A price of €2.20 a share would value the company at more than €1.1 billion. The airline would raise €534 million from the sale, while the Government is set to get cash of over €200 million for its stake, which will fall from 85 per cent to around 28 per cent.
The Government is expected to sell another 3 per cent to the airline's employees over the next few years in order to allow them build their stake back up to 15 per cent.
The Government's remaining stake will be worth around €330 million. The Minister for Transport, Martin Cullen, is expected to express satisfaction today with the price achieved.
Retail investors have shown significant interest in the shares, even though there was a €10,000 minimum investment required. Many placed larger than expected orders, in some cases of over €50,000, according to Dublin broking sources.
Other sources said last night that there had been strong late interest from large institutions, but at the lower end of the indicative price range. Sources said demand at the lower price level was double the number of shares available.
Pricing the stock at the lower end of the valuation range should allow investors to benefit from a lift in the share prices once the company lists in Dublin and London.
A senior source close to the privatisation said last night: "The Government will get cash and retain a significant shareholding. It is not reasonable to portray it as something sold on the cheap."
The Government could face criticism from the Opposition parties for not maximising the Exchequer's share of the sale, although Mr Cullen has always maintained that the first priority of the privatisation was to address the airline's capital requirements.

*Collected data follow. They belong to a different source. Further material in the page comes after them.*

//! Trait definitions with mockall annotations for testing
//!
//! These are the seams between the rotation core and the outside world: the
//! corpus the dishes come from, the store the menu goes to and the clock that
//! stamps it. Every trait gets a generated mock for dependency injection.

use chrono::{DateTime, Utc};
use shared::{Dish, MenuBatch, WeeklyMenu};
use std::sync::Arc;

use crate::error::{CommitError, RotationResult};

/// Source of candidate dishes
#[mockall::automock]
#[async_trait::async_trait]
pub trait CorpusSource: Send + Sync {
    /// Fetch every eligible dish carrying `filter_tag`
    ///
    /// # Parameters
    /// - `filter_tag`: Category a dish must carry (e.g. "Entrée"); empty means any tagged dish
    ///
    /// # Returns
    /// Dishes in a deterministic order. The selector uses this order to break
    /// score ties, so it must be stable across calls.
    async fn fetch_eligible_dishes(&self, filter_tag: &str) -> RotationResult<Vec<Dish>>;
}

/// Persistence for the weekly menu and `last_used` bookkeeping
#[mockall::automock]
#[async_trait::async_trait]
pub trait MenuStore: Send + Sync {
    /// Load the currently persisted weekly menu, if any
    async fn load_menu(&self) -> RotationResult<Option<WeeklyMenu>>;

    /// Apply a menu batch atomically
    ///
    /// Either the menu overwrite and every `last_used` update land, or none
    /// of them do. Implementations must not retry.
    async fn write_batch(&self, batch: MenuBatch) -> Result<(), CommitError>;
}

/// Wall clock abstraction so reference and commit times can be pinned in tests
#[mockall::automock]
pub trait Clock: Send + Sync {
    fn now(&self) -> DateTime<Utc>;
}

// Shared handles, so one backend can serve as both corpus and store
#[async_trait::async_trait]
impl<T: CorpusSource + ?Sized> CorpusSource for Arc<T> {
    async fn fetch_eligible_dishes(&self, filter_tag: &str) -> RotationResult<Vec<Dish>> {
        (**self).fetch_eligible_dishes(filter_tag).await
    }
}

#[async_trait::async_trait]
impl<T: MenuStore + ?Sized> MenuStore for Arc<T> {
    async fn load_menu(&self) -> RotationResult<Option<WeeklyMenu>> {
        (**self).load_menu().await
    }

    async fn write_batch(&self, batch: MenuBatch) -> Result<(), CommitError> {
        (**self).write_batch(batch).await
    }
}
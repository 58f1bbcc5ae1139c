//! Test fixtures and data for rotation tests
//!
//! The five-dish curry/stir-fry/sandwich corpus is the reference scenario:
//! A and E are tied as least recently used, D shares nothing with A, and B
//! shares both an ingredient and the tag with A.

use chrono::{DateTime, Duration, TimeZone, Utc};
use shared::{Dish, DishId, MenuEntry, WeeklyMenu};

/// Standard test data and fixtures
pub struct TestFixtures;

impl TestFixtures {
    pub const ENTREE: &'static str = "Entrée";
    pub const SCOPE: &'static str = "recipes";

    /// Reference "now" for every run
    pub fn now() -> DateTime<Utc> {
        Utc.with_ymd_and_hms(2026, 10, 19, 0, 0, 0).unwrap()
    }

    pub fn date(year: i32, month: u32, day: u32) -> DateTime<Utc> {
        Utc.with_ymd_and_hms(year, month, day, 0, 0, 0).unwrap()
    }

    pub fn days_ago(days: i64) -> DateTime<Utc> {
        Self::now() - Duration::days(days)
    }

    pub fn dish(id: &str, tag: &str, ingredients: &[&str], last_used: DateTime<Utc>) -> Dish {
        Dish::new(id, format!("Dish {id}"), [Self::ENTREE, tag], ingredients.iter().copied()).with_last_used(last_used)
    }

    /// Corpus of five in the order A, B, C, D, E
    pub fn scenario_corpus() -> Vec<Dish> {
        vec![
            Self::dish("A", "curry", &["rice", "lentil"], Self::date(2026, 1, 1)),
            Self::dish("B", "curry", &["rice", "naan"], Self::date(2026, 9, 10)),
            Self::dish("C", "stir-fry", &["noodle", "tofu"], Self::date(2026, 9, 20)),
            Self::dish("D", "sandwich", &["bread", "cheese"], Self::date(2026, 9, 1)),
            Self::dish("E", "curry", &["rice", "lentil"], Self::date(2026, 1, 1)),
        ]
    }

    /// Menu expected from the scenario corpus when seeding lands on A
    pub fn scenario_menu() -> Vec<&'static str> {
        vec!["A", "D", "C", "B"]
    }

    /// A larger corpus where every dish has a distinct `last_used`
    pub fn week_corpus() -> Vec<Dish> {
        vec![
            Self::dish("dal", "curry", &["lentil", "ghee", "garlic"], Self::days_ago(45)),
            Self::dish("thali", "curry", &["lentil", "naan", "onion"], Self::days_ago(30)),
            Self::dish("ramen", "soup", &["noodle", "egg", "scallions"], Self::days_ago(12)),
            Self::dish("blt", "sandwich", &["bread", "bacon", "tomato"], Self::days_ago(20)),
            Self::dish("tacos", "mexican", &["tortilla", "beans", "chilli"], Self::days_ago(8)),
            Self::dish("risotto", "italian", &["arborio", "parmesan", "stock"], Self::days_ago(25)),
            Self::dish("pho", "soup", &["noodle", "beef", "star anise"], Self::days_ago(40)),
            Self::dish("paella", "spanish", &["rice", "saffron", "prawn"], Self::days_ago(3)),
            Self::dish("curry-laksa", "curry", &["noodle", "coconut", "prawn"], Self::days_ago(15)),
            Self::dish("shakshuka", "brunch", &["egg", "tomato", "paprika"], Self::days_ago(60)),
        ]
    }

    /// A dish carrying only a non-entrée tag
    pub fn dessert() -> Dish {
        Dish::new("brownie", "Brownie", ["Dessert"], ["cocoa", "butter"])
    }

    /// Persisted menu naming `ids`
    pub fn menu_of(ids: &[&str], committed_at: DateTime<Utc>) -> WeeklyMenu {
        WeeklyMenu {
            entries: ids
                .iter()
                .map(|id| MenuEntry {
                    dish_id: DishId::new(*id),
                    key: id.to_lowercase(),
                })
                .collect(),
            committed_at,
        }
    }
}
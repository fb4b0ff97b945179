#![forbid(unsafe_code)]
//! promptkit: incremental decoding of prompt files.
//!
//! A prompt file is markdown with an optional YAML-like front-matter header and chat-prompt references
//! (`#file:…`, `@agent`, `/command`, `${input}`). This crate is the command-line facade; the decoders live in
//! `promptkit_syntax` and the shared vocabulary in `promptkit_core`.
//!
//! ## Panic Policy
//!
//! - **Production code**: Use `Result` or `Option` with `?` / `ok_or` / `map_err`. The `cli` module enforces
//!   `#![deny(clippy::unwrap_used)]`.
//! - **Test code**: `.unwrap()` and `.expect()` are acceptable in tests.
//! - **True invariants**: Registry lookups that cannot fail use `.expect("INVARIANT: reason")`.

pub mod cli;

pub use promptkit_core::lang;
pub use promptkit_syntax::{
    BaseToken, ParseOptions, PromptDocument, PromptStream, Range, SimpleToken, SyntaxError, SyntaxResult, Token,
    TokenSummary, parse_document,
};
pub use promptkit_syntax::{front_matter, markdown, markdown_extensions, metadata, prompt, simple_codec, tokens};
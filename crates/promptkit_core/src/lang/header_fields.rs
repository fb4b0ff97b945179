//! Prompt header field vocabulary.
//!
//! These are the front-matter record names a prompt file header understands, together with the kind of value each
//! one expects.
//!
//! ## Notes
//! - Lookup via [`from_str`] is **case-sensitive** (`applyTo`, not `applyto`).

use super::registry::Stability;

/// Stable identifier for header fields.
#[derive(Debug, Clone, Copy, PartialEq, Eq, Hash)]
pub enum HeaderFieldId {
    Description,
    Mode,
    Tools,
    Model,
    ApplyTo,
}

/// Value shape a header field expects.
#[derive(Debug, Clone, Copy, PartialEq, Eq, Hash)]
pub enum ExpectedValue {
    /// A quoted string or a bare scalar.
    Text,
    /// One of a fixed set of words.
    OneOf(&'static [&'static str]),
    /// An array of quoted strings or bare scalars.
    TextArray,
}

/// Metadata for a header field.
#[derive(Debug, Clone, Copy)]
pub struct HeaderFieldInfo {
    pub id: HeaderFieldId,
    pub canonical: &'static str,
    pub expected: ExpectedValue,
    pub description: &'static str,
    pub stability: Stability,
}

/// Chat modes accepted by the `mode` field.
pub const MODES: &[&str] = &["ask", "edit", "agent"];

/// Registry of all header fields.
pub const HEADER_FIELDS: &[HeaderFieldInfo] = &[
    HeaderFieldInfo {
        id: HeaderFieldId::Description,
        canonical: "description",
        expected: ExpectedValue::Text,
        description: "Short description shown in prompt pickers.",
        stability: Stability::Stable,
    },
    HeaderFieldInfo {
        id: HeaderFieldId::Mode,
        canonical: "mode",
        expected: ExpectedValue::OneOf(MODES),
        description: "Chat mode the prompt runs in.",
        stability: Stability::Stable,
    },
    HeaderFieldInfo {
        id: HeaderFieldId::Tools,
        canonical: "tools",
        expected: ExpectedValue::TextArray,
        description: "Tools made available to the prompt.",
        stability: Stability::Stable,
    },
    HeaderFieldInfo {
        id: HeaderFieldId::Model,
        canonical: "model",
        expected: ExpectedValue::Text,
        description: "Language model the prompt prefers.",
        stability: Stability::Draft,
    },
    HeaderFieldInfo {
        id: HeaderFieldId::ApplyTo,
        canonical: "applyTo",
        expected: ExpectedValue::Text,
        description: "Glob pattern of files an instructions file applies to.",
        stability: Stability::Stable,
    },
];

/// Return the canonical spelling for a header field.
pub fn as_str(id: HeaderFieldId) -> &'static str {
    info_for(id).canonical
}

/// Return the full metadata entry for a header field.
///
/// ## Panics
/// - If the registry is missing an entry for `id` (this indicates a programming error).
pub fn info_for(id: HeaderFieldId) -> &'static HeaderFieldInfo {
    HEADER_FIELDS
        .iter()
        .find(|f| f.id == id)
        .expect("INVARIANT: header field info missing")
}

/// Resolve a record name to a header field identifier.
pub fn from_str(name: &str) -> Option<HeaderFieldId> {
    HEADER_FIELDS.iter().find(|f| f.canonical == name).map(|f| f.id)
}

In order to prevent short-term selling of the shares, Aer Lingus is offering bonus shares for those who remain as investors until October 1st, 2007.
There has been huge inter-national interest in the flotation. Aer Lingus is the first airline to list on the London stock exchange in six years. The recent softening in oil prices has helped the marketing of the offer, but equally some investors are worried about the com-pany\222s future earnings potential.
An agreement on an "open skies" regime between the EU and US is regarded by most observers as a key driver of the airline's share price for the future.